Claudia Vera Jones nee Cumberbatch

Claudia Vera Jones Mother of the Notting Hill Carnival provides an insight into her life. She was originally Claudia Vera Cumberbatch and born in Trinidad.

Claudia Vera Jones nee Cumberbatch

“Mother of the Notting Hill Carnival”

Claudia Vera Jones, Mother of the Notting Hill Carnival was a black civil rights activist and feminist who died penniless on 24th December 1964 in London, England and was almost forgotten by history.

She introduced the Notting Hill Carnival to England. Each year over a million people celebrate the Notting Hill Carnival and very few are aware of Claudia’s part in its history.

Claudia was born in Trinidad and lived in America. Claudia was born 21st February 1915 at 6 Cazabon Lane, Port of Spain, Trinidad. She was the daughter of Charles Bertrand Cumberbatch and his wife Sybil (aka Minnie Magdelene) nee Logan. Claudia was named “Claude” by her parents when they registered her birth in Trinidad. In search of a better future, she arrived at Ellis Island, New York, USA on 9 February 1924 with her sisters Sylvia, Meta, Irene and Lindsay. She travelled to the US on the SS Voltaire with her final destination as Harlem in New York. Between 1930-1935 she attended Wadleigh High School, but in 1933 her mother died of spinal meningitis aged 37 years and two years before Claudia graduated.

As a child of eight I came to the United States from Port of Spain, Trinidad, British West Indies. My mother and father had come to this country two years earlier, in 1922, when their economic status… had been worsened as a result of the drop in cocoa trade from the West Indies which had impoverished the West Indies and the entire Caribbean. Like thousands of West Indian immigrants, they hoped to find their fortunes in America where “gold was to be found on the streets” and they dreamed of rearing their children in a “free America.” This dream was soon disabused. Together with my three sisters, our family suffered not only the impoverished lot of working-class native families, and its multi-national populace, but early learned the special scourge of indignity stemming from Jim Crow national oppression.”

Unpublished autobiographical notes, December 6, 1955. Claudia Jones Memorial Collection, Schomburg Library, New York and quoted in “Left of Karl Marx”

1934

Claudia was committed to Sea View Sanatorium for almost a year after having been diagnosed with tuberculosis.

1935

Graduates from high school and begins working in a laundry, factory, millinery and sales.

1935-1936

Involved in Scottsboro Boys organizing, which the film “Mississippi Burning” is based upon. Writes “Claudia’s Comments” for a black newspaper; becomes editor of a youth paper, organ of Youth Clubs of Harlem and attends Harlem rallies.
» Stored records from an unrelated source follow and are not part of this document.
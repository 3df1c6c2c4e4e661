//! V4L2 device backend for `CameraSource`.
//!
//! Opens a local device node, negotiates 24-bit RGB at the configured
//! resolution, and memory-maps a small ring of capture buffers. The device may
//! refuse the requested format or rate; whatever it actually delivers is read
//! back and used, so `grab` always labels frames with the active geometry.

use ouroboros::self_referencing;

use crate::frame::Frame;
use crate::{HardwareError, TransientCaptureError};

use super::CameraConfig;

const CAPTURE_BUFFERS: u32 = 4;

pub(super) struct DeviceCamera {
    device_path: String,
    requested_width: u32,
    requested_height: u32,
    target_fps: u32,
    active_width: u32,
    active_height: u32,
    state: Option<DeviceState>,
}

#[self_referencing]
struct DeviceState {
    device: v4l::Device,
    #[borrows(mut device)]
    #[covariant]
    stream: v4l::prelude::MmapStream<'this, v4l::Device>,
}

impl DeviceCamera {
    pub(super) fn new(config: &CameraConfig) -> Self {
        Self {
            device_path: config.device.clone(),
            requested_width: config.width,
            requested_height: config.height,
            target_fps: config.target_fps,
            active_width: config.width,
            active_height: config.height,
            state: None,
        }
    }

    pub(super) fn open(&mut self) -> anyhow::Result<()> {
        use v4l::buffer::Type;
        use v4l::video::Capture;

        let device = v4l::Device::with_path(&self.device_path).map_err(|err| {
            HardwareError::new(format!("open v4l2 device {}: {}", self.device_path, err))
        })?;

        let mut format = device
            .format()
            .map_err(|err| HardwareError::new(format!("read v4l2 format: {}", err)))?;
        format.width = self.requested_width;
        format.height = self.requested_height;
        format.fourcc = v4l::FourCC::new(b"RGB3");

        let format = match device.set_format(&format) {
            Ok(format) => format,
            Err(err) => {
                log::warn!(
                    "camera: failed to set format on {}: {}",
                    self.device_path,
                    err
                );
                device.format().map_err(|err| {
                    HardwareError::new(format!("read v4l2 format after set failure: {}", err))
                })?
            }
        };

        if self.target_fps > 0 {
            let params = v4l::video::capture::Parameters::with_fps(self.target_fps);
            if let Err(err) = device.set_params(&params) {
                log::warn!("camera: failed to set fps on {}: {}", self.device_path, err);
            }
        }

        self.active_width = format.width;
        self.active_height = format.height;

        let state = DeviceStateTryBuilder {
            device,
            stream_builder: |device| {
                v4l::prelude::MmapStream::with_buffers(device, Type::VideoCapture, CAPTURE_BUFFERS)
                    .map_err(|err| {
                        HardwareError::new(format!("create v4l2 buffer stream: {}", err))
                    })
            },
        }
        .try_build()?;
        self.state = Some(state);

        log::info!(
            "camera: opened {} ({}x{})",
            self.device_path,
            self.active_width,
            self.active_height
        );
        Ok(())
    }

    pub(super) fn close(&mut self) {
        self.state = None;
    }

    pub(super) fn grab(&mut self) -> Result<Frame, TransientCaptureError> {
        use v4l::io::traits::CaptureStream;

        let state = self
            .state
            .as_mut()
            .ok_or_else(|| TransientCaptureError::new("v4l2 device not open"))?;
        let buf = state
            .with_mut(|fields| fields.stream.next().map(|(buf, _meta)| buf.to_vec()))
            .map_err(|err| TransientCaptureError::new(format!("v4l2 frame read: {}", err)))?;

        let expected = (self.active_width as usize) * (self.active_height as usize) * 3;
        if buf.len() < expected {
            return Err(TransientCaptureError::new(format!(
                "short v4l2 buffer: {} bytes, expected {}",
                buf.len(),
                expected
            )));
        }
        Ok(Frame::new(buf, self.active_width, self.active_height, 3))
    }
}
During this period I worked on a Negro Nationalist newspaper where I wrote a column (circulation about 4-5,000 copies) and had a weekly column called “Claudia’s Comments.” My job consisted there also of writing precis of the main editorial comments on Ethiopia from general commercial press, Negro workers trade union press etc. During the next ten years from 1936-1946/7, I was active in the YCL [Youth Communist League] and the youth movement. Served as organiser of the YCL in Harlem for a year. 1937 was sent to a six month National Training School of the CP [Communist Party]. On my return was elected to National Council YCL and became associate editor of the Weekly Review… Later I became editor of the Weekly Review (138-40). During 1943-45, became editor of Spotlight national publication of American Youth for Democracy… Worked from 1945-46 as editor of Negro Affairs Daily Worker… Elected full member National Committee 1945 Convention CP [Communist Party]… Arrested June 29, 1951 with 17 working class Communist leaders, including Elizabeth Gurley Flynn, under the infamous Smith Act for writing and article which described the forward movement of Negro and white women in opposition to the fascist bent world domination US foreign policy.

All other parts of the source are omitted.